=== Instructions for the task ===
Reproduce the entries from their first line up to and including the line with "is informational only.". Leave out everything after it.

+ + + + + + +

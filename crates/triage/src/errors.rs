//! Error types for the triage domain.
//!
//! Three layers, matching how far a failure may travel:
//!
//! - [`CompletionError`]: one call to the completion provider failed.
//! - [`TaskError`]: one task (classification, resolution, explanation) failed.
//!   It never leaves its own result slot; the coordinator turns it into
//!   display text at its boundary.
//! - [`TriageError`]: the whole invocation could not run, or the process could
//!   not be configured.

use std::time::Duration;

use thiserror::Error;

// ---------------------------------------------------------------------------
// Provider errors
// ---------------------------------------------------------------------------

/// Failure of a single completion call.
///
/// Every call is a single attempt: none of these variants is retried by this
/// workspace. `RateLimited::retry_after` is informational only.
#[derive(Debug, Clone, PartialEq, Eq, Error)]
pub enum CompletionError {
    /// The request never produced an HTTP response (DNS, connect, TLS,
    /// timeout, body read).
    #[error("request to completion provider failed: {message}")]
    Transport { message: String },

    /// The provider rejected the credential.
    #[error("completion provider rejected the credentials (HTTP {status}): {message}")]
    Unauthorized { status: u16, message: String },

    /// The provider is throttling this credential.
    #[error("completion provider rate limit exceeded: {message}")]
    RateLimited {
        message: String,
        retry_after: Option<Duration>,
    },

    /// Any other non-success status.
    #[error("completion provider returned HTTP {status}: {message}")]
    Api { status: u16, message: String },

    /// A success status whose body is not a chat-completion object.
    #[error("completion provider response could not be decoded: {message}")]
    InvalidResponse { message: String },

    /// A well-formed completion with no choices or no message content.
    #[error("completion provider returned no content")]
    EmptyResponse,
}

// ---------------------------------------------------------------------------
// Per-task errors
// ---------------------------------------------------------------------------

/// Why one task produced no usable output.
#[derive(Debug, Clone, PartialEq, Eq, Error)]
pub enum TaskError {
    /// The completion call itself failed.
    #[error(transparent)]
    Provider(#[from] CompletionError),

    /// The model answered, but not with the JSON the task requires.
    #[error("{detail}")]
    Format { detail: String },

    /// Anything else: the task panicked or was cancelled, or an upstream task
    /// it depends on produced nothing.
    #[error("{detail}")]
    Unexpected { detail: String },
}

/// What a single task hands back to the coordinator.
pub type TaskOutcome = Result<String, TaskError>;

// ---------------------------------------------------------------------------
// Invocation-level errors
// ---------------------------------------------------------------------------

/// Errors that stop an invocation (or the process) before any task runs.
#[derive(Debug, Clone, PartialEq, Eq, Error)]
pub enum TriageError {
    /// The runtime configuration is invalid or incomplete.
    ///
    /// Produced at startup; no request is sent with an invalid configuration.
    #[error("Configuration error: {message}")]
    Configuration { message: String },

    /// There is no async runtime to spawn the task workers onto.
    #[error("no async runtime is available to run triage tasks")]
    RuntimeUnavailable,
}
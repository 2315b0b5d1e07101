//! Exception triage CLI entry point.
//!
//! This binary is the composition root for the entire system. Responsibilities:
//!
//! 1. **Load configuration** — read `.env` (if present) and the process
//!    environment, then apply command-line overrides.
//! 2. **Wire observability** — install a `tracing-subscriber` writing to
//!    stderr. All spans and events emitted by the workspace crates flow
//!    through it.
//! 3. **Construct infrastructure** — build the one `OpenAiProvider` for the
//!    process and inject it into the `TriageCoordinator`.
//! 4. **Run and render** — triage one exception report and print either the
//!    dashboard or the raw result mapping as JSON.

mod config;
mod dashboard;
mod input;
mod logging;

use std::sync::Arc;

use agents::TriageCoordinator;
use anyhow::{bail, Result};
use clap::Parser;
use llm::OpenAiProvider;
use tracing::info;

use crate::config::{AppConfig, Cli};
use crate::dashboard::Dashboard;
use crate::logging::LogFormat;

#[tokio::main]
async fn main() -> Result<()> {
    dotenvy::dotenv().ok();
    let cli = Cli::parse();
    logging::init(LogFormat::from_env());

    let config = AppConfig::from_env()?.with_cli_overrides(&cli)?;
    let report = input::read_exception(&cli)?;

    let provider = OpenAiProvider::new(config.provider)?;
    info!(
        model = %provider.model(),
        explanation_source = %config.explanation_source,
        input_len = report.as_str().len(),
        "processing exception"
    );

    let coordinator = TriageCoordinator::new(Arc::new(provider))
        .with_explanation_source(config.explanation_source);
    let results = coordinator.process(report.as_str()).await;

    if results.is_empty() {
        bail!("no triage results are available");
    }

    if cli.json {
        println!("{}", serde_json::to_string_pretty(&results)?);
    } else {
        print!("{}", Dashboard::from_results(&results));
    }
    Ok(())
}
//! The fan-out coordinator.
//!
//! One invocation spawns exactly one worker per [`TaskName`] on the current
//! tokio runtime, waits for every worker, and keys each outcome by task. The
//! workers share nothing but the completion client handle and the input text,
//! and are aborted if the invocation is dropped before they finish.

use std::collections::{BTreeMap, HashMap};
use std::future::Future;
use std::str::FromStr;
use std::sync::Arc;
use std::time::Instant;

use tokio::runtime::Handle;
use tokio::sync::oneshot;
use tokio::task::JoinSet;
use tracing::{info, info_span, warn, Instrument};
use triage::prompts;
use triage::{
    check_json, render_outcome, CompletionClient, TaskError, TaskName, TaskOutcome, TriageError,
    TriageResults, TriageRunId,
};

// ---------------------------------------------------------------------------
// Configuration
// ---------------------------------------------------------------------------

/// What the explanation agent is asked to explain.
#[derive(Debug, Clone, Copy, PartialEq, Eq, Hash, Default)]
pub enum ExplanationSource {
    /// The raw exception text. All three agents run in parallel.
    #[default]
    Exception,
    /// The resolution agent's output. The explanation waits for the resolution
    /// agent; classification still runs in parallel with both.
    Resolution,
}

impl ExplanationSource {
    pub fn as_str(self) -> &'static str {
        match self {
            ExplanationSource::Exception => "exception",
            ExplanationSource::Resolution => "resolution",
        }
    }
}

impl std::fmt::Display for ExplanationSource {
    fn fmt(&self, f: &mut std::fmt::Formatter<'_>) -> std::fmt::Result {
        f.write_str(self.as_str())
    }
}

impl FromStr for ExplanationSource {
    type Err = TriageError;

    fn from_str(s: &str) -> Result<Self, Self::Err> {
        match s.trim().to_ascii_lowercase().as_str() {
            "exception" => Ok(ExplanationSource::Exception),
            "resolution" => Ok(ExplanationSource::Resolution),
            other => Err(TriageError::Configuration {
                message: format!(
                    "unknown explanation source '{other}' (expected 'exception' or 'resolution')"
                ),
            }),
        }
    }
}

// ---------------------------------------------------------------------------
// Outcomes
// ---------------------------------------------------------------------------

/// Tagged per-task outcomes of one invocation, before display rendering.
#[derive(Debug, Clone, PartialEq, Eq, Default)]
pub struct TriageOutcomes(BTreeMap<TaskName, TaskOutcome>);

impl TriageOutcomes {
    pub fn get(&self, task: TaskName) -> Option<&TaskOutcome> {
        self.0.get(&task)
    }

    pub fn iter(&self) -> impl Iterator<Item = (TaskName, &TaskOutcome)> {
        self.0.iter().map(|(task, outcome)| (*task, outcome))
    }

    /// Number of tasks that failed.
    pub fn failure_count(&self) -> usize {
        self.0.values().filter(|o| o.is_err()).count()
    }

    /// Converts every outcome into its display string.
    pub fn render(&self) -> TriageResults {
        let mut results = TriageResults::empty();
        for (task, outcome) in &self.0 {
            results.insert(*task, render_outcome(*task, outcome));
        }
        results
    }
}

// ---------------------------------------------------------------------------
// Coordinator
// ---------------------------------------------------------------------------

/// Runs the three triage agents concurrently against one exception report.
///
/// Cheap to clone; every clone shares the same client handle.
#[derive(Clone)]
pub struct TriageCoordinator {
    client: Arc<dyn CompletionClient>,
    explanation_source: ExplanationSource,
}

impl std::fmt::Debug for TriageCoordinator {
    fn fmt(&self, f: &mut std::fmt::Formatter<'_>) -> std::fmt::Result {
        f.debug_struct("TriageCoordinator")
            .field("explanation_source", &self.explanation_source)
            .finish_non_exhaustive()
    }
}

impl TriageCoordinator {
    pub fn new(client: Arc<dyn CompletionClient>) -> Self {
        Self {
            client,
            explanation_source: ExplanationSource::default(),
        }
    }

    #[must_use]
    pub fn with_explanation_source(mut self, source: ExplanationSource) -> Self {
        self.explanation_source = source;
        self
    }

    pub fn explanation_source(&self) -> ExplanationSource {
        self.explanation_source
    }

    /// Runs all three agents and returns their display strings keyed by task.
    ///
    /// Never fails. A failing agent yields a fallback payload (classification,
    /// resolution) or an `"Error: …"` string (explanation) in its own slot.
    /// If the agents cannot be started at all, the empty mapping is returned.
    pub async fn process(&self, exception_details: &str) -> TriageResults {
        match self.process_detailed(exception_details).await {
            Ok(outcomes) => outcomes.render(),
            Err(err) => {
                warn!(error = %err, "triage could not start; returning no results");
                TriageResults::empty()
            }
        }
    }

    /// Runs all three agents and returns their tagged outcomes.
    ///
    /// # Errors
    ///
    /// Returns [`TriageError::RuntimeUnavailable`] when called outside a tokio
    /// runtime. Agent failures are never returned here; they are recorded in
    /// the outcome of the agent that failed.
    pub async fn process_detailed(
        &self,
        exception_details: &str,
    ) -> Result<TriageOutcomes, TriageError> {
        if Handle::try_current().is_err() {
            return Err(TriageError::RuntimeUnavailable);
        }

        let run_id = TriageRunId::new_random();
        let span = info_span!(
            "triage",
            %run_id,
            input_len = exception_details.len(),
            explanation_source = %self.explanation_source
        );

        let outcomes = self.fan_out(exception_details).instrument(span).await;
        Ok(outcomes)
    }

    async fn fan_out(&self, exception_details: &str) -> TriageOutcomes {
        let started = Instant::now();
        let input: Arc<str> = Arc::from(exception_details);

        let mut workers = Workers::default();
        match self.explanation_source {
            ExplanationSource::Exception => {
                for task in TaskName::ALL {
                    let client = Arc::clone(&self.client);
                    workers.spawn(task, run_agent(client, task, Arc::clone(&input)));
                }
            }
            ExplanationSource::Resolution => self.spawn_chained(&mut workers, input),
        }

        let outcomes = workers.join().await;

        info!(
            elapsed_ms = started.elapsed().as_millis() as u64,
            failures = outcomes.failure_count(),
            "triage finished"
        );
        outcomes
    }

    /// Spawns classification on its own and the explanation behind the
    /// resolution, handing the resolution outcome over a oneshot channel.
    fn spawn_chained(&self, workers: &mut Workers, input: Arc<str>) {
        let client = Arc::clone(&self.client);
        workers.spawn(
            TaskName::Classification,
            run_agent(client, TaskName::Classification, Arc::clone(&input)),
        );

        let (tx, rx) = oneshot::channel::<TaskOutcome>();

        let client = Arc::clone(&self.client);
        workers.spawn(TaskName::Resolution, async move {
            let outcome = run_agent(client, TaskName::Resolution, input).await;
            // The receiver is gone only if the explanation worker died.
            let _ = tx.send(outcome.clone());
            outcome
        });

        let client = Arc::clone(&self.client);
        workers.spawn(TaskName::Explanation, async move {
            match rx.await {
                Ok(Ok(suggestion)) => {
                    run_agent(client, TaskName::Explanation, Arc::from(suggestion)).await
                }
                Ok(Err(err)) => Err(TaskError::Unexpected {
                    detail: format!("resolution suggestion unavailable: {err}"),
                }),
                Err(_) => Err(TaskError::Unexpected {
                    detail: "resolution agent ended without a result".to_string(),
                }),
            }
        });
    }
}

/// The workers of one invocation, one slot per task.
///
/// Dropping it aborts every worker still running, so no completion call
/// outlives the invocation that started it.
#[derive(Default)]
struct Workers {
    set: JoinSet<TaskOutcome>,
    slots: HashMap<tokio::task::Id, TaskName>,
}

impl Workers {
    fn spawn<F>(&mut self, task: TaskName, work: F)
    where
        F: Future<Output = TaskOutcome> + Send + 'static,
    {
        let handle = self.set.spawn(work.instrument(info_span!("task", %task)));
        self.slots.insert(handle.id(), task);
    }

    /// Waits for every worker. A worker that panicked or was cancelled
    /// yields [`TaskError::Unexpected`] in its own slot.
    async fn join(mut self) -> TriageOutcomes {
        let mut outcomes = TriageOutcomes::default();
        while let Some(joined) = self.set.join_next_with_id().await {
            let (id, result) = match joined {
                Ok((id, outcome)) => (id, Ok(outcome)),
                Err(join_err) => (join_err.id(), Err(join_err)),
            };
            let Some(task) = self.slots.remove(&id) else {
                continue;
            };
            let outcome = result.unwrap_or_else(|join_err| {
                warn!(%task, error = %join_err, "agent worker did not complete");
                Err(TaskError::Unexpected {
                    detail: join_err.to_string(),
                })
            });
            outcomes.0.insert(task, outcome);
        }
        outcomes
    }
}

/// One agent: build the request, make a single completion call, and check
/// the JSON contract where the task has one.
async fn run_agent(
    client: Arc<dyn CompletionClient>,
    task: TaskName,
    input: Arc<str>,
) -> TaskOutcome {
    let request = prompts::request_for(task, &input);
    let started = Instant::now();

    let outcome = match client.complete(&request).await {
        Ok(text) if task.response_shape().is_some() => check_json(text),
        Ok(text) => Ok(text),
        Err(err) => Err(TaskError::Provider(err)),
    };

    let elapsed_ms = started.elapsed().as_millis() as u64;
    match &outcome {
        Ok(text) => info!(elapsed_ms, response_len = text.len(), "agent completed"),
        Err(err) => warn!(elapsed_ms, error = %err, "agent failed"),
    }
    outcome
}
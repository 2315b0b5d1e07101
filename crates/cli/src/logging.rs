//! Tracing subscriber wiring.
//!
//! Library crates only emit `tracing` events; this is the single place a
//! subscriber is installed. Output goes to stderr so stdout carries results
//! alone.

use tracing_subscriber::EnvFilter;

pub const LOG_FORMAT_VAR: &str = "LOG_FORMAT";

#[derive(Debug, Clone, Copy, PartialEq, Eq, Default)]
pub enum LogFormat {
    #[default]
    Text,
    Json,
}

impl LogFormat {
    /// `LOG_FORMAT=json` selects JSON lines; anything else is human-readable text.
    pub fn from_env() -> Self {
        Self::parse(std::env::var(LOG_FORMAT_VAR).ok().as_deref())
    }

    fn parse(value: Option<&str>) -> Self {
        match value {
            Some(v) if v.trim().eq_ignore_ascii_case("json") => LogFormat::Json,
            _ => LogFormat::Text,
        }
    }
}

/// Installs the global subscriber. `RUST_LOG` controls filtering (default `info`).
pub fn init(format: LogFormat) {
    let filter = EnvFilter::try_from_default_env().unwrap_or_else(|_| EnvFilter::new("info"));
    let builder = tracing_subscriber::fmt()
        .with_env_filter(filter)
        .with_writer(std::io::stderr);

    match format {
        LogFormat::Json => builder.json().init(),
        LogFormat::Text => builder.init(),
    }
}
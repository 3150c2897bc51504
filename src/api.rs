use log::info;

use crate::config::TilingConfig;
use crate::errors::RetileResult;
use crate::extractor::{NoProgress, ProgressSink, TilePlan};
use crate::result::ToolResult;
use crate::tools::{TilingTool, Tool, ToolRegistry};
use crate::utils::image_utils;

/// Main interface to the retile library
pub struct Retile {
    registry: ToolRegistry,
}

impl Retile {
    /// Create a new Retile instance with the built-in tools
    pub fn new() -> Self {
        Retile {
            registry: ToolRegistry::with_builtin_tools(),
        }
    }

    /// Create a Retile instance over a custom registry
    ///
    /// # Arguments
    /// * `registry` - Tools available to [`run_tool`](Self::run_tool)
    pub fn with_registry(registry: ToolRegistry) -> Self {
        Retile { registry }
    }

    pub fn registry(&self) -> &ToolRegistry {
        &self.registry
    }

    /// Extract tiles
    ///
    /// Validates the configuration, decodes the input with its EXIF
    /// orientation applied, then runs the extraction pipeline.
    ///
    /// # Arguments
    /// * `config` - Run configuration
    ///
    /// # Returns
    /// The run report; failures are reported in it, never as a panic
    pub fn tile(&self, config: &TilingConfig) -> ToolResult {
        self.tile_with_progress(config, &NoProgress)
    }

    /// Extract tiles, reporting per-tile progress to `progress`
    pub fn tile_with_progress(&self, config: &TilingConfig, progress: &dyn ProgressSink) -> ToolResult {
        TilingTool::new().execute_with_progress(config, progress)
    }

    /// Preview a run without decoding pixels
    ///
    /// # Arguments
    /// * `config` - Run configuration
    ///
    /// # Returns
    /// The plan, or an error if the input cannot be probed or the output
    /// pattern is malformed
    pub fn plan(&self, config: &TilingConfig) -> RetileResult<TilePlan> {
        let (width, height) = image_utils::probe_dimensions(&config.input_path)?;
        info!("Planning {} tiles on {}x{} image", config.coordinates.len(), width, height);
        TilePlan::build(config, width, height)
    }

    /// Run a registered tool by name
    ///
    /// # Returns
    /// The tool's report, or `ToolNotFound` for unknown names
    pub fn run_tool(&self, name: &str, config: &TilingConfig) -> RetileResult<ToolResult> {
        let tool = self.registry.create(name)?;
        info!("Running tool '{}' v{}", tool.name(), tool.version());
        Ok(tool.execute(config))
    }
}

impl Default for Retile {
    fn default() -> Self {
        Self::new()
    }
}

+ + + + + + +

=== Answer area ===
filename crates/triage/src/errors.rs
//! Error types for the triage domain.
//!
//! Three layers, matching how far a failure may travel:
//!
//! - [`CompletionError`]: one call to the completion provider failed.
//! - [`TaskError`]: one task (classification, resolution, explanation) failed.
//!   It never leaves its own result slot; the coordinator turns it into
//!   display text at its boundary.
//! - [`TriageError`]: the whole invocation could not run, or the process could
//!   not be configured.

use std::time::Duration;

use thiserror::Error;

// ---------------------------------------------------------------------------
// Provider errors
// ---------------------------------------------------------------------------

/// Failure of a single completion call.
///
/// Every call is a single attempt: none of these variants is retried by this
/// workspace. `RateLimited::retry_after` is informational only.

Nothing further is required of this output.